◆ PROBLEM TO WORK ON ◆
Give back all the entries below. Omit none of them.

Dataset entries
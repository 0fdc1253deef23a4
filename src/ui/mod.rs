//! User interface components.
//!
//! This module provides:
//! - [`UserInterface`] trait for UI abstraction
//! - [`TerminalUI`] for interactive terminal usage
//! - [`NonInteractiveUI`] for CI/headless environments and piped output
//! - [`MockUI`] for asserting on output in tests
//! - Confirmation prompts, spinners, and changelog rendering
//!
//! # Example
//!
//! ```
//! use doppler::ui::{create_ui, OutputMode};
//!
//! // Use non-interactive mode for testability
//! let mut ui = create_ui(false, OutputMode::Normal);
//! ui.success("An update is available.");
//! ```

pub mod changelog;
pub mod mock;
pub mod non_interactive;
pub mod output;
pub mod prompts;
pub mod spinner;
pub mod terminal;
pub mod theme;

pub use changelog::render_changelog;
pub use mock::{MockSpinner, MockUI};
pub use non_interactive::NonInteractiveUI;
pub use output::OutputMode;
pub use prompts::confirm;
pub use spinner::ProgressSpinner;
pub use terminal::{create_ui, TerminalUI};
pub use theme::{should_use_colors, DopplerTheme};

use crate::error::Result;

/// Trait for user interface interactions.
///
/// This trait allows mocking the UI in tests.
pub trait UserInterface {
    /// Get the current output mode.
    fn output_mode(&self) -> OutputMode;

    /// Display a message to the user.
    fn message(&mut self, msg: &str);

    /// Display a success message.
    fn success(&mut self, msg: &str);

    /// Display a warning message.
    fn warning(&mut self, msg: &str);

    /// Display an error message.
    fn error(&mut self, msg: &str);

    /// Ask a yes/no question.
    fn confirm(&mut self, prompt: &Prompt) -> Result<bool>;

    /// Start a spinner for an operation.
    fn start_spinner(&mut self, message: &str) -> Box<dyn SpinnerHandle>;

    /// Check if running in interactive mode.
    fn is_interactive(&self) -> bool;
}

/// Handle for a running spinner.
pub trait SpinnerHandle {
    /// Remove the spinner without leaving a line behind.
    fn finish_and_clear(&mut self);
}

/// A yes/no question to show to the user.
#[derive(Debug, Clone)]
pub struct Prompt {
    /// Unique key for the prompt (used for overrides and test responses).
    pub key: String,
    /// The question to display.
    pub question: String,
    /// Answer used when the user just presses enter.
    pub default: bool,
}

impl Prompt {
    pub fn new(key: &str, question: impl Into<String>, default: bool) -> Self {
        Self {
            key: key.to_string(),
            question: question.into(),
            default,
        }
    }
}

/// Interpret a textual answer to a yes/no question.
pub(crate) fn parse_answer(answer: &str) -> Option<bool> {
    match answer.trim().to_lowercase().as_str() {
        "true" | "yes" | "y" | "1" => Some(true),
        "false" | "no" | "n" | "0" => Some(false),
        _ => None,
    }
}
//! The self-update flow.
//!
//! [`UpdateController`] ties the pieces together: it asks the throttle
//! whether to check, queries the [`UpdateSource`] for the latest release,
//! prompts, runs the install script, interprets its output, and records
//! the result in the [`VersionCheckStore`].

use std::time::Instant;

use chrono::Utc;

use crate::api::UpdateSource;
use crate::config::{Settings, VersionCheckRecord, VersionCheckStore};
use crate::error::{DopplerError, Result};
use crate::shell::Platform;
use crate::telemetry::{Telemetry, TelemetryEvent};
use crate::ui::{render_changelog, Prompt, UserInterface};

use super::outcome::{parse_installed_version, InstallFailure};
use super::script::{Invocation, ScriptExecutor};
use super::throttle::{self, CheckDecision, ThrottleInput};
use super::version::{SemanticVersion, PROGRAM_VERSION};

/// Key of the "install the update?" prompt (`DOPPLER_PROMPT_INSTALL_UPDATE`).
pub const UPDATE_PROMPT_KEY: &str = "install_update";

const ALREADY_LATEST: &str = "You are already running the latest version";

/// Result of a background version check.
#[derive(Debug, Clone, PartialEq, Eq)]
pub enum CheckResult {
    /// The throttle decided not to check.
    Suppressed(CheckDecision),
    /// The latest version couldn't be determined.
    CheckFailed,
    /// Nothing newer than the running version.
    UpToDate,
    /// A newer version exists but must be installed by the package manager.
    ManualInstall(VersionCheckRecord),
    /// A newer version exists and can be installed in place.
    Available(VersionCheckRecord),
}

◆ OUTPUT FOR THIS TASK ◆
repository 0fdc1253deef23a4
filename src/ui/mod.rs
//! User interface components.
//!
//! This module provides:
//! - [`UserInterface`] trait for UI abstraction
//! - [`TerminalUI`] for interactive terminal usage
//! - [`NonInteractiveUI`] for CI/headless environments and piped output
//! - [`MockUI`] for asserting on output in tests
//! - Confirmation prompts, spinners, and changelog rendering
//!
//! # Example
//!
//! ```
//! use doppler::ui::{create_ui, OutputMode};
//!
//! // Use non-interactive mode for testability
//! let mut ui = create_ui(false, OutputMode::Normal);
//! ui.success("An update is available.");
//! ```

pub mod changelog;
pub mod mock;
pub mod non_interactive;
pub mod output;
pub mod prompts;
pub mod spinner;
pub mod terminal;
pub mod theme;

pub use changelog::render_changelog;
pub use mock::{MockSpinner, MockUI};
pub use non_interactive::NonInteractiveUI;
pub use output::OutputMode;
pub use prompts::confirm;
pub use spinner::ProgressSpinner;
pub use terminal::{create_ui, TerminalUI};
pub use theme::{should_use_colors, DopplerTheme};

use crate::error::Result;

/// Trait for user interface interactions.
///
/// This trait allows mocking the UI in tests.
pub trait UserInterface {
    /// Get the current output mode.
    fn output_mode(&self) -> OutputMode;

    /// Display a message to the user.
    fn message(&mut self, msg: &str);

    /// Display a success message.
    fn success(&mut self, msg: &str);

    /// Display a warning message.
    fn warning(&mut self, msg: &str);

    /// Display an error message.
    fn error(&mut self, msg: &str);

    /// Ask a yes/no question.
    fn confirm(&mut self, prompt: &Prompt) -> Result<bool>;

    /// Start a spinner for an operation.
    fn start_spinner(&mut self, message: &str) -> Box<dyn SpinnerHandle>;

    /// Check if running in interactive mode.
    fn is_interactive(&self) -> bool;
}

/// Handle for a running spinner.
pub trait SpinnerHandle {
    /// Remove the spinner without leaving a line behind.
    fn finish_and_clear(&mut self);
}

/// A yes/no question to show to the user.
#[derive(Debug, Clone)]
pub struct Prompt {
    /// Unique key for the prompt (used for overrides and test responses).
    pub key: String,
    /// The question to display.
    pub question: String,
    /// Answer used when the user just presses enter.
    pub default: bool,
}

impl Prompt {
    pub fn new(key: &str, question: impl Into<String>, default: bool) -> Self {
        Self {
            key: key.to_string(),
            question: question.into(),
            default,
        }
    }
}

/// Interpret a textual answer to a yes/no question.
pub(crate) fn parse_answer(answer: &str) -> Option<bool> {
    match answer.trim().to_lowercase().as_str() {
        "true" | "yes" | "y" | "1" => Some(true),
        "false" | "no" | "n" | "0" => Some(false),
        _ => None,
    }
}
//! The self-update flow.
//!
//! [`UpdateController`] ties the pieces together: it asks the throttle
//! whether to check, queries the [`UpdateSource`] for the latest release,
//! prompts, runs the install script, interprets its output, and records
//! the result in the [`VersionCheckStore`].

use std::time::Instant;

use chrono::Utc;

use crate::api::UpdateSource;
use crate::config::{Settings, VersionCheckRecord, VersionCheckStore};
use crate::error::{DopplerError, Result};
use crate::shell::Platform;
use crate::telemetry::{Telemetry, TelemetryEvent};
use crate::ui::{render_changelog, Prompt, UserInterface};

use super::outcome::{parse_installed_version, InstallFailure};
use super::script::{Invocation, ScriptExecutor};
use super::throttle::{self, CheckDecision, ThrottleInput};
use super::version::{SemanticVersion, PROGRAM_VERSION};

/// Key of the "install the update?" prompt (`DOPPLER_PROMPT_INSTALL_UPDATE`).
pub const UPDATE_PROMPT_KEY: &str = "install_update";

const ALREADY_LATEST: &str = "You are already running the latest version";

/// Result of a background version check.
#[derive(Debug, Clone, PartialEq, Eq)]
pub enum CheckResult {
    /// The throttle decided not to check.
    Suppressed(CheckDecision),
    /// The latest version couldn't be determined.
    CheckFailed,
    /// Nothing newer than the running version.
    UpToDate,
    /// A newer version exists but must be installed by the package manager.
    ManualInstall(VersionCheckRecord),
    /// A newer version exists and can be installed in place.
    Available(VersionCheckRecord),
}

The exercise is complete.